--- Material for this task Enclosed Below ---
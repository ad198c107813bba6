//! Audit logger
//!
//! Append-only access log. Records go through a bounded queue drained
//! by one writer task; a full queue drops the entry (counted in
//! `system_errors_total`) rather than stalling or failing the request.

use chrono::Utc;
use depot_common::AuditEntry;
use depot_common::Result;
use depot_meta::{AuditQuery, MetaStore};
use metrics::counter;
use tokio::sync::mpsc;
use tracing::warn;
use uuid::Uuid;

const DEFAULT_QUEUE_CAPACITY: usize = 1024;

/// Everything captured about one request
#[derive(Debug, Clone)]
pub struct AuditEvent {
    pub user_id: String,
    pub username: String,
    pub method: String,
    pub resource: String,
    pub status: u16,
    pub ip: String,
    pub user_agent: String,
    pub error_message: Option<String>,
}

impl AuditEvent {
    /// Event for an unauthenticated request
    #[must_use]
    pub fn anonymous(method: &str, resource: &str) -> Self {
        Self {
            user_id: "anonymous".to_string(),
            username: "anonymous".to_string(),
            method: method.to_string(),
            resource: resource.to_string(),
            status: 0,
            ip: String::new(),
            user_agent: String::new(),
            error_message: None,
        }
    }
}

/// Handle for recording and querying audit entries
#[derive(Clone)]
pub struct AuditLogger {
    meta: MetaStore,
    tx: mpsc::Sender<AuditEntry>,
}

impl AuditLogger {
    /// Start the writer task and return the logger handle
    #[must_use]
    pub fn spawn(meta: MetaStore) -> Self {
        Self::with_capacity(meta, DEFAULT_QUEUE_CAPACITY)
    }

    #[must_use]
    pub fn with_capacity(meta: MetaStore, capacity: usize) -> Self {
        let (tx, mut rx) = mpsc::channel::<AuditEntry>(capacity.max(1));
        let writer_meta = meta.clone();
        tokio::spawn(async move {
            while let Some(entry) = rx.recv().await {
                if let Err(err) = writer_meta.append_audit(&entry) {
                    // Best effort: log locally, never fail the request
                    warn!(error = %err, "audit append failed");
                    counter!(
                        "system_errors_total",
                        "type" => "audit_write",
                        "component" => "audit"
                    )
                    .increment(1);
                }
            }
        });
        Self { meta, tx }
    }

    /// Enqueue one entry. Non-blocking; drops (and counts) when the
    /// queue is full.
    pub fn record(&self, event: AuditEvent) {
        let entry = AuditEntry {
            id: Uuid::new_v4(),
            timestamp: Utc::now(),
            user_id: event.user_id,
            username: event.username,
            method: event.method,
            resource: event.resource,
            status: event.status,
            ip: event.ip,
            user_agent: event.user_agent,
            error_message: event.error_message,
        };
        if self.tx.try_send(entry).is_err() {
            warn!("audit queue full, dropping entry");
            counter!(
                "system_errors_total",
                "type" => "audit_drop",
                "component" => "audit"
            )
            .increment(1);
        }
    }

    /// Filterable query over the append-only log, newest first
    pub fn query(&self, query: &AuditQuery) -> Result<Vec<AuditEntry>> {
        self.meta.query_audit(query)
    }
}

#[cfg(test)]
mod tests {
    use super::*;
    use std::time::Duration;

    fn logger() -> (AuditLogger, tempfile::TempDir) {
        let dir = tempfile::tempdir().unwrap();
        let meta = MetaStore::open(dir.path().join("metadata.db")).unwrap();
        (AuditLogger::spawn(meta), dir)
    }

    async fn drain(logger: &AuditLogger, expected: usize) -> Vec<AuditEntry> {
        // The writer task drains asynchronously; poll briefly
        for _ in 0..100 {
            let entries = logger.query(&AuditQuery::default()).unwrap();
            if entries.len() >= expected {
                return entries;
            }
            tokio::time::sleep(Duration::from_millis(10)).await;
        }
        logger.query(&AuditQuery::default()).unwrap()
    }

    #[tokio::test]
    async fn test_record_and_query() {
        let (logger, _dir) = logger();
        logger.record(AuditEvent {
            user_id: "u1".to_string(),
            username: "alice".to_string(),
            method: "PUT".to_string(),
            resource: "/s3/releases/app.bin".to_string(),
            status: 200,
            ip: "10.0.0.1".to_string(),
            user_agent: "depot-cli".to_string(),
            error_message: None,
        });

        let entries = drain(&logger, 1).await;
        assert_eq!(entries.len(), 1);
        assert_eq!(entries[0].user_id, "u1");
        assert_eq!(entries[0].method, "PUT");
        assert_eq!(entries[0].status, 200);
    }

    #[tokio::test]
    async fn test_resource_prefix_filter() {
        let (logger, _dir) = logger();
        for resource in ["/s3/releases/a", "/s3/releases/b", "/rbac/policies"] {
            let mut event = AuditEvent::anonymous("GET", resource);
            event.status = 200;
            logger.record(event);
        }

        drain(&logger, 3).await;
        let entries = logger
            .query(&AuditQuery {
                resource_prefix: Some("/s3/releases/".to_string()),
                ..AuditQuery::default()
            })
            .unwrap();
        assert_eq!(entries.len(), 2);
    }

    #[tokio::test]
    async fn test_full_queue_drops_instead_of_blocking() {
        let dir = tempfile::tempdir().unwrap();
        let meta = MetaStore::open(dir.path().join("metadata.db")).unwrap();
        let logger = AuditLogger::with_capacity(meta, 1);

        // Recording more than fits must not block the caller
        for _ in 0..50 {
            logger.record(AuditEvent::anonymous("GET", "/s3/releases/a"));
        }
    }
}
--- End of Enclosed Material for this task ---
--- Material for this task Enclosed Below ---
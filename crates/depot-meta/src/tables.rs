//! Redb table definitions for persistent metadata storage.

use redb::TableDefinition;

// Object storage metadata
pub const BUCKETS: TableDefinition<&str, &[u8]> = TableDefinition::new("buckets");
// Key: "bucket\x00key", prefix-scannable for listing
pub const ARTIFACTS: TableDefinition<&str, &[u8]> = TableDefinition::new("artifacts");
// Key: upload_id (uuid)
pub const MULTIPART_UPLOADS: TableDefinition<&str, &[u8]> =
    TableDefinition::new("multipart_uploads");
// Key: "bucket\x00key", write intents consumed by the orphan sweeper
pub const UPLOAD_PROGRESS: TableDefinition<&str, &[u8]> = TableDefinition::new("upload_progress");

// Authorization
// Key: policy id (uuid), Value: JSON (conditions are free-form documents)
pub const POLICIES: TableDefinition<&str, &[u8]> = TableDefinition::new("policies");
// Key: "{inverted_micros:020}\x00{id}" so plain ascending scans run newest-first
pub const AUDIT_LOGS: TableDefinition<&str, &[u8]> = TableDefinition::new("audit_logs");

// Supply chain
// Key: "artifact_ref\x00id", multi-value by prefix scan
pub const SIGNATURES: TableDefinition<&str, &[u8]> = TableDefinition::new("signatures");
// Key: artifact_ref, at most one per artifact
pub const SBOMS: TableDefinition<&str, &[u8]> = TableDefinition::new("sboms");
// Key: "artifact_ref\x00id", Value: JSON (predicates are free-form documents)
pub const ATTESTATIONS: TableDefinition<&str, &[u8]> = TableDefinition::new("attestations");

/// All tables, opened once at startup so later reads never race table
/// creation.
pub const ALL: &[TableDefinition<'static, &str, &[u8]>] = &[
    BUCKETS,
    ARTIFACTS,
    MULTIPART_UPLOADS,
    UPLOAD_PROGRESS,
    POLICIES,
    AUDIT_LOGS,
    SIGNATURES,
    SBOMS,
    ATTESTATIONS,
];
--- End of Enclosed Material for this task ---
* What you have to do: Only a number is expected: the count of lines in the data that contain the word "tables".

* Exercise result: 2